FIG. 1 shows a personal communication device 100 as a pocket sized cell phone 100 that provides the standard voice function of a telephone in addition to many additional services such as SMS for text messaging packet switching for access to the Internet and MMS for sending and receiving photos and video. The cell phone 100 is contained in a housing 102 that supports a processor 104 and a co-processor 106 (coupled to the processor 104) that includes a string-matching engine 108. (in some embodiments, the string-matching engine 108 can take the form of a macro or a program that is incorporated into the processor 104.) It should be noted that the described string-matching engine 108 could be used in any application whereby a low power, efficient (in both memory and computing resources) string-matching protocol is deemed appropriate. The processor 104 pertains to a microprocessor or controller for controlling the overall operation of the cell phone 100. The cell phone 100 further includes a RAM 110 that provides volatile data storage such as currently called phone numbers, ring tones, etc. and a Read-Only Memory (ROM) 112 arranged to store programs, utilities or processes to be executed in a non-volatile manner.

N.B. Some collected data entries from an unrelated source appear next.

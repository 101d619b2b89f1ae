//! Messaging gateway — Axum webhook server.
//!
//! One stateless endpoint receives updates with an already-tokenized
//! command, loads what it needs from the store, runs the pure core, and
//! answers with plain text. A health probe rides alongside for the
//! container platform.

pub mod commands;
pub mod telegram;

use axum::extract::{Path, State};
use axum::http::StatusCode;
use axum::routing::{get, post};
use axum::{Json, Router};
use secrecy::{ExposeSecret, SecretString};
use serde::{Deserialize, Serialize};
use std::sync::Arc;
use tracing::{info, warn};

use crate::storage::RecordStore;
use telegram::TelegramClient;

// ---------------------------------------------------------------------------
// Shared state
// ---------------------------------------------------------------------------

/// State shared by all route handlers.
pub struct GatewayState {
    pub store: Arc<dyn RecordStore>,
    pub webhook_secret: SecretString,
    /// Optional reply delivery; `None` means webhook-response only.
    pub telegram: Option<TelegramClient>,
}

pub type AppState = Arc<GatewayState>;

// ---------------------------------------------------------------------------
// Wire types
// ---------------------------------------------------------------------------

/// Incoming update: a chat id plus the tokenized command line.
#[derive(Debug, Deserialize)]
pub struct Update {
    pub chat_id: i64,
    pub command: String,
    #[serde(default)]
    pub args: Vec<String>,
}

#[derive(Debug, Serialize)]
pub struct WebhookReply {
    pub ok: bool,
    pub reply: String,
}

// ---------------------------------------------------------------------------
// Router
// ---------------------------------------------------------------------------

/// Build the Axum router with all routes.
pub fn build_router(state: AppState) -> Router {
    Router::new()
        .route("/healthz", get(healthz))
        .route("/webhook/:secret", post(webhook))
        .with_state(state)
}

/// Serve the gateway until `shutdown` resolves.
pub async fn serve(
    state: AppState,
    port: u16,
    shutdown: impl std::future::Future<Output = ()> + Send + 'static,
) -> anyhow::Result<()> {
    let addr = std::net::SocketAddr::from(([0, 0, 0, 0], port));
    let listener = tokio::net::TcpListener::bind(addr).await?;
    info!(port, "Gateway listening");
    axum::serve(listener, build_router(state))
        .with_graceful_shutdown(shutdown)
        .await?;
    Ok(())
}

// ---------------------------------------------------------------------------
// Handlers
// ---------------------------------------------------------------------------

/// GET /healthz
async fn healthz() -> &'static str {
    "ok"
}

/// POST /webhook/{secret}
async fn webhook(
    State(state): State<AppState>,
    Path(secret): Path<String>,
    Json(update): Json<Update>,
) -> Result<Json<WebhookReply>, StatusCode> {
    if secret != *state.webhook_secret.expose_secret() {
        warn!("Webhook called with bad secret");
        return Err(StatusCode::FORBIDDEN);
    }

    info!(
        chat_id = update.chat_id,
        command = %update.command,
        args = update.args.len(),
        "Update received"
    );
    let reply = commands::dispatch(state.store.clone(), &update.command, &update.args).await;

    if let Some(tg) = &state.telegram {
        // Best-effort: the reply still goes back in the response body.
        if let Err(e) = tg.send_message(update.chat_id, &reply).await {
            warn!(error = %e, chat_id = update.chat_id, "Telegram delivery failed");
        }
    }

    Ok(Json(WebhookReply { ok: true, reply }))
}

// ---------------------------------------------------------------------------
// Tests
// ---------------------------------------------------------------------------
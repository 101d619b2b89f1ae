//! Telegram Bot API delivery.
//!
//! Minimal `sendMessage` client used to push command replies back to the
//! chat. Delivery is best-effort: the webhook response always carries the
//! reply text regardless, so a failed send loses nothing permanent.
//!
//! API docs: https://core.telegram.org/bots/api#sendmessage
//! Auth: bot token in the URL path.

use anyhow::{bail, Context, Result};
use reqwest::Client;
use secrecy::{ExposeSecret, SecretString};
use serde::{Deserialize, Serialize};
use std::time::Duration;
use tracing::debug;

const BASE_URL: &str = "https://api.telegram.org";
const REQUEST_TIMEOUT: Duration = Duration::from_secs(15);

#[derive(Debug, Serialize)]
struct SendMessageRequest<'a> {
    chat_id: i64,
    text: &'a str,
}

/// Subset of the Bot API envelope we care about.
#[derive(Debug, Deserialize)]
struct ApiResponse {
    ok: bool,
    #[serde(default)]
    description: Option<String>,
}

pub struct TelegramClient {
    http: Client,
    token: SecretString,
}

impl TelegramClient {
    pub fn new(token: SecretString) -> Result<Self> {
        let http = Client::builder()
            .timeout(REQUEST_TIMEOUT)
            .build()
            .context("Failed to build Telegram HTTP client")?;
        Ok(Self { http, token })
    }

    /// Send a plain-text message to a chat.
    pub async fn send_message(&self, chat_id: i64, text: &str) -> Result<()> {
        let url = format!(
            "{BASE_URL}/bot{}/sendMessage",
            self.token.expose_secret()
        );
        let response = self
            .http
            .post(&url)
            .json(&SendMessageRequest { chat_id, text })
            .send()
            .await
            .context("Telegram sendMessage request failed")?;

        let body: ApiResponse = response
            .json()
            .await
            .context("Telegram sendMessage returned malformed JSON")?;

        if !body.ok {
            bail!(
                "Telegram rejected message: {}",
                body.description.unwrap_or_else(|| "no description".to_string())
            );
        }

        debug!(chat_id, chars = text.len(), "Reply delivered to Telegram");
        Ok(())
    }
}

// ---------------------------------------------------------------------------
// Tests
// ---------------------------------------------------------------------------

#[cfg(test)]
mod tests {
    use super::*;

    #[test]
    fn test_client_builds() {
        assert!(TelegramClient::new(SecretString::new("123:abc".to_string())).is_ok());
    }

    #[test]
    fn test_send_message_payload_shape() {
        let req = SendMessageRequest {
            chat_id: 42,
            text: "k=1 | payout=53.000.000",
        };
        let json = serde_json::to_value(&req).unwrap();
        assert_eq!(json["chat_id"], 42);
        assert_eq!(json["text"], "k=1 | payout=53.000.000");
    }

    #[test]
    fn test_api_response_parses_error_envelope() {
        let body = r#"{"ok": false, "description": "Bad Request: chat not found"}"#;
        let resp: ApiResponse = serde_json::from_str(body).unwrap();
        assert!(!resp.ok);
        assert!(resp.description.unwrap().contains("chat not found"));
    }

    #[test]
    fn test_api_response_tolerates_missing_description() {
        let body = r#"{"ok": true, "result": {"message_id": 7}}"#;
        let resp: ApiResponse = serde_json::from_str(body).unwrap();
        assert!(resp.ok);
        assert!(resp.description.is_none());
    }
}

The cell phone 100 also includes a user input device 114 that allows a user to interact with the cell phone 100. For example, the user input device 114 can take a variety of forms, such as a button, keypad, dial, etc. Still further, the cell phone 100 includes a display 116 (screen display) that can be controlled by the processor 104 to display information to the user. A data bus can facilitate data transfer between at least the ROM 112, RAM 110, the processor 104, and a CODEC 118 that produces analog output signals for an audio output device 120 (such as a speaker). The speaker 120 can be a speaker internal to the cell phone 100 or external to the cell phone 100. For example, headphones or earphones that connect to the cell phone 100 would be considered an external speaker. A wireless interface 122 operates to receive information from the processor 104 that opens a channel (either voice or data) for transmission and reception typically using RF carrier waves.

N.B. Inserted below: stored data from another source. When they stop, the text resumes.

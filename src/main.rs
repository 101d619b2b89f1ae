//! HUIBOT — rotating savings pot (hụi) manager.
//!
//! Entry point. Loads configuration, initialises structured logging,
//! opens the SQLite store (migrating when configured), and serves the
//! webhook gateway with graceful shutdown.

use anyhow::Result;
use secrecy::SecretString;
use std::sync::Arc;
use tracing::{info, warn};

use huibot::config;
use huibot::gateway::{self, telegram::TelegramClient, GatewayState};
use huibot::storage::SqliteStore;

const BANNER: &str = r#"
 _   _ _   _ ___ ____   ___ _____
| | | | | | |_ _| __ ) / _ \_   _|
| |_| | | | || ||  _ \| | | || |
|  _  | |_| || || |_) | |_| || |
|_| |_|\___/|___|____/ \___/ |_|

  Rotating Savings Pot Manager
  v0.1.0
"#;

#[tokio::main]
async fn main() -> Result<()> {
    // Load .env file if present (non-fatal if missing)
    let _ = dotenv::dotenv();

    // Load configuration from TOML
    let cfg = config::AppConfig::load("config.toml")?;

    // Initialise structured logging
    init_logging();

    // Print startup banner
    println!("{BANNER}");
    info!(
        bot_name = %cfg.bot.name,
        currency = %cfg.bot.currency,
        port = cfg.gateway.port,
        db_path = %cfg.storage.db_path,
        "HUIBOT starting up"
    );

    // -- Storage ----------------------------------------------------------

    let store = SqliteStore::connect(&cfg.storage.db_path).await?;
    if cfg.storage.migrate_on_start {
        store.migrate().await?;
        info!("DB init & migrations completed");
    }

    // -- Secrets ----------------------------------------------------------

    let webhook_secret = config::AppConfig::resolve_env(&cfg.gateway.webhook_secret_env)
        .unwrap_or_else(|_| {
            warn!(
                env = %cfg.gateway.webhook_secret_env,
                "Webhook secret not set — falling back to \"dev\""
            );
            "dev".to_string()
        });

    let telegram = if cfg.telegram.enabled {
        match cfg
            .telegram
            .bot_token_env
            .as_deref()
            .map(config::AppConfig::resolve_env)
        {
            Some(Ok(token)) => {
                info!("Telegram delivery enabled");
                Some(TelegramClient::new(SecretString::new(token))?)
            }
            _ => {
                warn!("Telegram enabled but no bot token — replies stay in the webhook response");
                None
            }
        }
    } else {
        None
    };

    // -- Serve ------------------------------------------------------------

    let state = Arc::new(GatewayState {
        store: Arc::new(store),
        webhook_secret: SecretString::new(webhook_secret),
        telegram,
    });

    gateway::serve(state, cfg.gateway.port, shutdown_signal()).await?;

    info!("HUIBOT shut down cleanly.");
    Ok(())
}

async fn shutdown_signal() {
    let _ = tokio::signal::ctrl_c().await;
    info!("Shutdown signal received.");
}

/// Initialise the `tracing` subscriber.
fn init_logging() {
    use tracing_subscriber::{fmt, EnvFilter};

    let env_filter = EnvFilter::try_from_default_env()
        .unwrap_or_else(|_| EnvFilter::new("huibot=info"));

    let json_logging = std::env::var("HUIBOT_LOG_JSON").is_ok();

    if json_logging {
        fmt()
            .json()
            .with_env_filter(env_filter)
            .with_target(true)
            .with_thread_ids(true)
            .init();
    } else {
        fmt()
            .with_env_filter(env_filter)
            .with_target(true)
            .init();
    }
}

During operation, the wireless interface 122 receives an RF transmission carrying an incoming data stream 124 in the form of data packets 126. Copies of the data packets are made and in some cases undergo additional processing prior to being forwarded to the co-processor 104 for examination by the string-matching engine 108 for possible inclusion of strings associated with known computer malware. In the described embodiment, the group of stored strings (referred to as a string dictionary) used by the string matching engine 108 are provided by a third party and are periodically updated with new strings in order to detect new computer malware. It should be noted that the inputs to the string-matching engine do not need to be derived solely from traffic. For example, inputs to the string-matching engine can take the form of files already resident in the cell phone memory (RAM 110, ROM 112).

The string-matching engine 108 will provide a match flag 128 in those situations where the incoming data stream 124 includes a string 130 that matches one of the entries in the string dictionary. The match flag 128 will notify the CPU 104 that the cell phone 100 has been exposed to potentially harmful computer malware and appropriate prophylactic measures must be taken. These measures can include malware sequestration, inoculation, quarantine, etc. provided by a security protocol.

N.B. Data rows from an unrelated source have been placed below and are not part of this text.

//! Value parsers for chat input.
//!
//! Turn free-form textual amounts, percentages, and dates into exact
//! values, tolerant of the shorthand people actually type: thousands
//! separators, `2tr`/`500k` money suffixes, decimal commas, two-digit
//! years. Range validation is the caller's job — these only normalize.

use chrono::NaiveDate;
use rust_decimal::prelude::*;
use rust_decimal::Decimal;

use crate::types::HuiError;

/// Parse a money amount into whole currency units.
///
/// Thousands separators (`,`, `.`, `_`, spaces) are ignored when the rest
/// is all digits. Otherwise a case-insensitive magnitude suffix is
/// recognized — `tr`/`m`/`t` for millions, `k`/`n` for thousands — applied
/// to the decimal prefix and truncated to an integer: `2.5tr` → 2_500_000.
pub fn parse_money(text: &str) -> Result<i64, HuiError> {
    let err = || HuiError::Parse {
        what: "money",
        input: text.to_string(),
    };
    let t = text.trim().to_lowercase();

    // Plain number with optional grouping: 2.000.000 / 2,000,000 / 2 000 000
    let compact: String = t
        .chars()
        .filter(|c| !matches!(c, ',' | '.' | '_' | ' '))
        .collect();
    if !compact.is_empty() && compact.chars().all(|c| c.is_ascii_digit()) {
        return compact.parse::<i64>().map_err(|_| err());
    }

    // Suffix shorthand. "tr" before "t" — both mean millions.
    let (prefix, scale) = if let Some(p) = t.strip_suffix("tr") {
        (p, 1_000_000i64)
    } else if let Some(p) = t.strip_suffix('m').or_else(|| t.strip_suffix('t')) {
        (p, 1_000_000)
    } else if let Some(p) = t.strip_suffix('k').or_else(|| t.strip_suffix('n')) {
        (p, 1_000)
    } else {
        return Err(err());
    };

    let prefix = prefix.trim().replace(',', ".").replace(['_', ' '], "");
    if prefix.is_empty() {
        return Err(err());
    }
    let value = prefix.parse::<Decimal>().map_err(|_| err())?;
    (value * Decimal::from(scale)).trunc().to_i64().ok_or_else(err)
}

/// Parse a percentage: trailing `%` and spaces stripped, decimal comma
/// accepted. No range clamping here.
pub fn parse_percent(text: &str) -> Result<Decimal, HuiError> {
    let err = || HuiError::Parse {
        what: "percent",
        input: text.to_string(),
    };
    let t = text.trim().trim_end_matches('%').trim().replace(',', ".");
    if t.is_empty() {
        return Err(err());
    }
    t.parse::<Decimal>().map_err(|_| err())
}

/// Parse a user-entered date, `DD-MM-YYYY` or `DD/MM/YYYY`.
/// A two-digit year is promoted by adding 2000.
pub fn parse_user_date(text: &str) -> Result<NaiveDate, HuiError> {
    let err = || HuiError::Parse {
        what: "date",
        input: text.to_string(),
    };
    let parts: Vec<&str> = text.trim().split(['-', '/']).collect();
    if parts.len() != 3 {
        return Err(err());
    }
    let day: u32 = parts[0].trim().parse().map_err(|_| err())?;
    let month: u32 = parts[1].trim().parse().map_err(|_| err())?;
    let mut year: i32 = parts[2].trim().parse().map_err(|_| err())?;
    if (0..100).contains(&year) {
        year += 2000;
    }
    NaiveDate::from_ymd_opt(year, month, day).ok_or_else(err)
}

// ---------------------------------------------------------------------------
// Tests
// ---------------------------------------------------------------------------
//! Routing trait and default Dijkstra implementation.
//!
//! # Pluggability
//!
//! The route planner calls routing via the [`Router`] trait, so applications
//! can swap in A* or contraction hierarchies without touching the pipeline.
//!
//! # Cost units
//!
//! Costs are the edge weights written by [`crate::assign_weights`]: minutes
//! as `f64`.  A route query against a network that has not been weighted
//! fails with [`SpatialError::Unweighted`].

use std::cmp::Ordering;
use std::collections::BinaryHeap;

use log::warn;

use rt_core::{EdgeId, GeoPoint, NodeId};

use crate::network::RoadNetwork;
use crate::{SpatialError, SpatialResult};

// ── Route ─────────────────────────────────────────────────────────────────────

/// The result of a routing query.
#[derive(Debug, Clone, PartialEq)]
pub struct Route {
    /// Nodes visited in order, origin first and destination last.  Never
    /// empty.
    pub nodes: Vec<NodeId>,
    /// Edges traversed in order; one fewer than `nodes`.
    pub edges: Vec<EdgeId>,
    /// Sum of the traversed edge weights in minutes.
    pub total_minutes: f64,
}

impl Route {
    /// `true` if the origin and destination are the same node.
    pub fn is_trivial(&self) -> bool {
        self.edges.is_empty()
    }

    pub fn origin(&self) -> NodeId {
        self.nodes[0]
    }

    pub fn destination(&self) -> NodeId {
        self.nodes[self.nodes.len() - 1]
    }

    /// Physical length of the route in metres (missing edge lengths count
    /// as the default length).
    pub fn length_m(&self, network: &RoadNetwork) -> f64 {
        self.edges
            .iter()
            .map(|&e| f64::from(network.effective_length_m(e)))
            .sum()
    }

    /// Node positions along the route, for renderers.
    pub fn coordinates(&self, network: &RoadNetwork) -> Vec<GeoPoint> {
        self.nodes.iter().map(|n| network.node_pos[n.index()]).collect()
    }
}

// ── Router trait ──────────────────────────────────────────────────────────────

/// Pluggable routing engine.
///
/// Implementations must be `Send + Sync` so an outer driver may share one
/// router across requests running on different threads.
pub trait Router: Send + Sync {
    /// Compute a minimum-weight route from `from` to `to`.
    ///
    /// `from == to` yields a single-node route rather than an error.
    ///
    /// # Errors
    ///
    /// - [`SpatialError::NoRoute`] if `to` is unreachable (a normal outcome).
    /// - [`SpatialError::NodeNotFound`] for ids outside the network.
    /// - [`SpatialError::Unweighted`] if weights were never assigned.
    fn route(&self, network: &RoadNetwork, from: NodeId, to: NodeId) -> SpatialResult<Route>;
}

// ── DijkstraRouter ────────────────────────────────────────────────────────────

/// Standard Dijkstra's algorithm over the CSR road graph with a binary-heap
/// priority queue keyed by tentative minutes.
///
/// Edge weights are sanitised on the fly: a negative weight is clamped to 0
/// and a non-finite weight makes the edge impassable.  With well-formed
/// lengths neither occurs.
pub struct DijkstraRouter;

impl Router for DijkstraRouter {
    fn route(&self, network: &RoadNetwork, from: NodeId, to: NodeId) -> SpatialResult<Route> {
        for node in [from, to] {
            if !network.contains(node) {
                return Err(SpatialError::NodeNotFound(node));
            }
        }
        if network.weighted_for.is_none() {
            return Err(SpatialError::Unweighted);
        }
        dijkstra(network, from, to)
    }
}

// ── Dijkstra internals ────────────────────────────────────────────────────────

/// Heap entry.  Ordered so that `BinaryHeap` (a max-heap) pops the lowest
/// cost first; equal costs pop the lowest `NodeId` first.
#[derive(Copy, Clone, Debug)]
struct State {
    cost: f64,
    node: NodeId,
}

impl Ord for State {
    fn cmp(&self, other: &Self) -> Ordering {
        other
            .cost
            .total_cmp(&self.cost)
            .then_with(|| other.node.cmp(&self.node))
    }
}

impl PartialOrd for State {
    fn partial_cmp(&self, other: &Self) -> Option<Ordering> {
        Some(self.cmp(other))
    }
}

impl PartialEq for State {
    fn eq(&self, other: &Self) -> bool {
        self.cmp(other) == Ordering::Equal
    }
}

impl Eq for State {}

/// Edge cost usable by Dijkstra, or `None` for an impassable edge.
#[inline]
fn edge_cost(network: &RoadNetwork, edge: EdgeId) -> Option<f64> {
    let w = network.edge_weight_min[edge.index()];
    if !w.is_finite() {
        return None;
    }
    if w < 0.0 {
        warn!("negative weight {w} on {edge}, clamping to 0");
        return Some(0.0);
    }
    Some(w)
}

fn dijkstra(network: &RoadNetwork, from: NodeId, to: NodeId) -> SpatialResult<Route> {
    if from == to {
        return Ok(Route { nodes: vec![from], edges: vec![], total_minutes: 0.0 });
    }

    let n = network.node_count();
    // dist[v] = best known cost (minutes) to reach v.
    let mut dist      = vec![f64::INFINITY; n];
    // prev_edge[v] = EdgeId that reached v; EdgeId::INVALID for unreached nodes.
    let mut prev_edge = vec![EdgeId::INVALID; n];

    dist[from.index()] = 0.0;

    let mut heap = BinaryHeap::new();
    heap.push(State { cost: 0.0, node: from });

    while let Some(State { cost, node }) = heap.pop() {
        if node == to {
            return Ok(reconstruct(network, &prev_edge, from, to, cost));
        }

        // Skip stale heap entries.
        if cost > dist[node.index()] {
            continue;
        }

        for edge in network.out_edges(node) {
            let Some(w) = edge_cost(network, edge) else {
                continue;
            };
            let neighbor = network.edge_to[edge.index()];
            let new_cost = cost + w;

            if new_cost < dist[neighbor.index()] {
                dist[neighbor.index()] = new_cost;
                prev_edge[neighbor.index()] = edge;
                heap.push(State { cost: new_cost, node: neighbor });
            }
        }
    }

    Err(SpatialError::NoRoute { from, to })
}

fn reconstruct(
    network: &RoadNetwork,
    prev_edge: &[EdgeId],
    from: NodeId,
    to: NodeId,
    total_minutes: f64,
) -> Route {
    let mut edges = Vec::new();
    let mut nodes = vec![to];
    let mut cur = to;
    while cur != from {
        let e = prev_edge[cur.index()];
        debug_assert_ne!(e, EdgeId::INVALID);
        edges.push(e);
        cur = network.edge_from[e.index()];
        nodes.push(cur);
    }
    edges.reverse();
    nodes.reverse();
    Route { nodes, edges, total_minutes }
}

FIG. 2 shows a string-matching engine 200 (one embodiment of the string-matching engine 108) that well suited for matching strings having an arbitrary length having a string dictionary 202 implemented as a FSM 204 stored in a CAM memory device 206. The FSM 204 is configured to include a FSM transition table 208 having a number of transition rows 210 that store data that includes a FSM current state value 212 and transition instructions 214. It should be noted that the transition table 208 also stores information about whether the next state in a transition is an accepting state. The string matching engine 200 also includes an input string receiving unit 216 arranged to receive any number of incoming strings 218 (each formed of a plurality of string units) having arbitrary length and a string unit selector 219 arranged to select and forward a number of the plurality of input string units to a concatenator 220 that concatenates the received input string unit with the current state value 212 received from the FSM 204 to form an input value 222. The input value 222 is then forwarded to a compare unit 224 in the CAM memory device 206 that determines if a row with the input value 222 is present in the FSM transition table 208. Based upon the comparison, a number of different actions can result depending upon the traversal instructions associated with the row having the current state. For example, in one implementation, when the input value does not match any of the rows in the transition table 208, a default transition signal is issued that instructs the processor to execute a default transition from the current state that, in some embodiments, also results in the issuance of a no match signal.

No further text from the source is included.